Int J Physiol Pathophysiol Pharmacol. 2022 Dec 15;14(6):296-302. eCollection 2022.

Abstract

Background: An electroencephalogram (EEG) is a test that measures the brain's electrical activity. Here we decided to evaluate and compare the effectiveness of two drugs, hydrate, and nasal dexmedetomidine, in creating sedation during EEG in children.

Methods: This clinical trial was performed in 2020-2022 on 65 children that were candidates for sedation for EEG with the Iranian Registry of Clinical Trials (IRCT) code IRCT20210614051574N8 (https://www.irct.ir/trial/61860). Pediatrics were randomized into two groups. Children in the first group received intranasal dexmedetomidine at a dose of 2-3 µg/kg 10 minutes before the procedure. The second group received 5% chloral hydrate syrup at a dose of 50-100 mg/kg orally 10 minutes before the procedure. For each patient, sleep onset latency and sleep duration were also measured. It should be noted that the patient's level of consciousness and sleepiness were checked by AVPU (alert, verbal, pain, unresponsive) criteria.
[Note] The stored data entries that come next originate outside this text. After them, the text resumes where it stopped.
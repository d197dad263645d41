//=========================================================================
// Simulation Handle
//=========================================================================
//
// Ownership and typed access for the opaque simulation module.
//
// Components:
// - `exports`: raw flat function table (`SimulationExports`)
// - `handle`: lifecycle state machine and typed calls over the table
// - `wasm`: wasmtime-backed module loader
//
// Architecture:
// ```text
//   load_simulation(path) ──> SimulationHandle<WasmSimulation>
//                                   │ create / initialize / reset / destroy
//                                   │ step(dt), input setters, queries
//                                   ▼
//                           SimulationExports ──> linear memory
// ```
//
//=========================================================================

//=== Module Declarations =================================================

mod exports;
mod handle;
mod wasm;

#[cfg(test)]
pub(crate) mod scripted;

//=== Public API ==========================================================

pub use exports::{names, GltfAsset, InputAxis, InputButton, LookAxis, SimulationExports};
pub use handle::{HandleState, InstanceId, SimulationHandle};
pub use wasm::{load_simulation, load_simulation_bytes, WasmSimulation};
//=========================================================================
// Simulation Host - Library Root
//
// Native host for a compiled game simulation module.
//
// Responsibilities:
// - Load the module and own its single live instance
// - Pace simulation steps independently of display refresh
// - Relay the module's callbacks as named events
// - Hand one transform snapshot per frame to the renderer
//
// Typical usage:
// ```no_run
// use sim_host::EngineBuilder;
//
// fn main() -> Result<(), Box<dyn std::error::Error>> {
//     EngineBuilder::new().with_module_path("sim.wasm").build()?.run()?;
//     Ok(())
// }
// ```
//
//=========================================================================

//--- Public Modules ------------------------------------------------------
//
// `core` holds the host/simulation boundary and the loop; `config` and
// `error` are shared by it and by the binary.
//
pub mod config;
pub mod core;
pub mod error;
pub mod prelude;

//--- Internal Modules ----------------------------------------------------
//
// `platform` owns the winit window and event loop and is not part of the
// public API; `engine` wires it to a session.
//
mod engine;
mod platform;

//--- Public Exports ------------------------------------------------------
pub use engine::{Engine, EngineBuilder};
pub use platform::PlatformError;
Results: There was no significant difference between the two groups regarding the mean sleep onset latency (P = 0.59), sleep duration (P = 0.12), heart rate (P = 0.30), respiratory rate (P = 0.26), and SPO2 (P = 0.27). Analysis of covariance by adjusting for age and sex in both groups showed that the mean sleep duration (P = 0.04) and heart rate (P = 0.03) in the oral chloral hydrate group were significantly higher than in the nasal dexmedetomidine group. But the mean of other variables was not significantly different between the two groups (P>0.05).

Conclusion: The mean sleep duration and heart rate were significantly lower in the intranasal dexmedetomidine group compared to the oral chloral hydrate group.

Keywords: Electroencephalogram; chloral hydrate; dexmedetomidine; pediatrics.